Chaque producteur, patron ou responsable d’activité indépendante sait combien son temps est compté ; malgré tout, il ne cesse de multiplier les tâches et les engagements au point de ressentir une lassitude voir un découragement que la perspective de mise en commun ne vient pas combler. A force de (trop) faire, il ne croit plus qu’en ses propres ressources, sa propre énergie pour s’en sortir. A l’extrême, il s’effondre et hélas on voit se multiplier dans le silence de l’anonymat les suicides de vignerons.

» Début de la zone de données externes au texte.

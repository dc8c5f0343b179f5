//! Peer repository test functions

use hangouts_storage_traits::{
    CacheStore, HangoutState, PeerRepository, StorageError, hangouts::hangouts_key,
};

use super::{create_test_hangout, create_test_message};

/// Reading a collection that was never written is a cache miss, not an empty list
pub fn test_missing_collection_is_cache_miss<S>(storage: S)
where
    S: CacheStore,
{
    let err = storage.hangouts("alice").unwrap_err();
    assert_eq!(err, StorageError::CacheMiss("alice-hangouts".to_string()));

    let err = storage.messages("bob").unwrap_err();
    assert!(err.is_cache_miss());
}

/// A collection written and read back is structurally equal and keeps its order
pub fn test_hangouts_round_trip<S>(storage: S)
where
    S: CacheStore,
{
    let bob = create_test_hangout("bob", HangoutState::Accepted).with_message(
        create_test_message("bob", "hello", 1_700_000_000_000),
    );
    let carol = create_test_hangout("carol", HangoutState::Blocked);
    let dave = hangouts_storage_traits::Hangout::new("dave", HangoutState::Inviter);
    let collection = vec![bob, carol, dave];

    storage.put_hangouts("alice", &collection).unwrap();
    assert_eq!(storage.hangouts("alice").unwrap(), collection);

    // Other users are unaffected
    assert!(storage.hangouts("zed").unwrap_err().is_cache_miss());
}

/// A put replaces the whole value
pub fn test_put_replaces<S>(storage: S)
where
    S: CacheStore,
{
    storage
        .put_hangouts(
            "alice",
            &[
                create_test_hangout("bob", HangoutState::Inviter),
                create_test_hangout("carol", HangoutState::Inviter),
            ],
        )
        .unwrap();
    storage
        .put_hangouts("alice", &[create_test_hangout("bob", HangoutState::Accepted)])
        .unwrap();

    let stored = storage.hangouts("alice").unwrap();
    assert_eq!(stored.len(), 1);
    assert_eq!(stored[0].state, HangoutState::Accepted);

    storage.put_hangouts("alice", &[]).unwrap();
    assert!(storage.hangouts("alice").unwrap().is_empty());
}

/// Messages keep insertion order, never timestamp order
pub fn test_append_message_keeps_insertion_order<S>(storage: S)
where
    S: CacheStore,
{
    let first = create_test_message("alice", "later clock", 2_000);
    let second = create_test_message("bob", "earlier clock", 1_000);

    let after_first = storage.append_message("bob", first.clone()).unwrap();
    assert_eq!(after_first, vec![first.clone()]);

    let after_second = storage.append_message("bob", second.clone()).unwrap();
    assert_eq!(after_second, vec![first.clone(), second.clone()]);
    assert_eq!(storage.messages("bob").unwrap(), vec![first, second]);
}

/// Corrupt JSON under a known key surfaces as a deserialization error
pub fn test_corrupt_value_is_deserialization_error<S>(storage: S)
where
    S: CacheStore,
{
    storage
        .put(&hangouts_key("alice"), "{not json".to_string())
        .unwrap();
    let err = storage.hangouts("alice").unwrap_err();
    assert!(matches!(err, StorageError::Deserialization(_)), "{err:?}");
}

/// Raw key/value access
pub fn test_raw_get_put<S>(storage: S)
where
    S: CacheStore,
{
    assert_eq!(storage.get("k").unwrap(), None);
    storage.put("k", "v1".to_string()).unwrap();
    assert_eq!(storage.get("k").unwrap().as_deref(), Some("v1"));
    storage.put("k", "v2".to_string()).unwrap();
    assert_eq!(storage.get("k").unwrap().as_deref(), Some("v2"));
}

L’individualisme part d’une logique de plus en plus libérale de notre société : l’autre n’est plus qu’un différent, et ses besoins, ses capacités nous deviennent petit à petit étrangers voir source de méfiance. Pourquoi se préoccuper d’un voisin en difficulté, soutenir un groupe alors même que les bénéfices personnels attendus restent aléatoires.

Les initiatives se fracassent sur ces réalités. Mais je continue à croire que leurs échecs ne sont pas une fatalité, que les valeurs du vin et de ceux qui le mettent en marché peuvent se réunir. A chacun d’entre nous de faire vivre cette utopie …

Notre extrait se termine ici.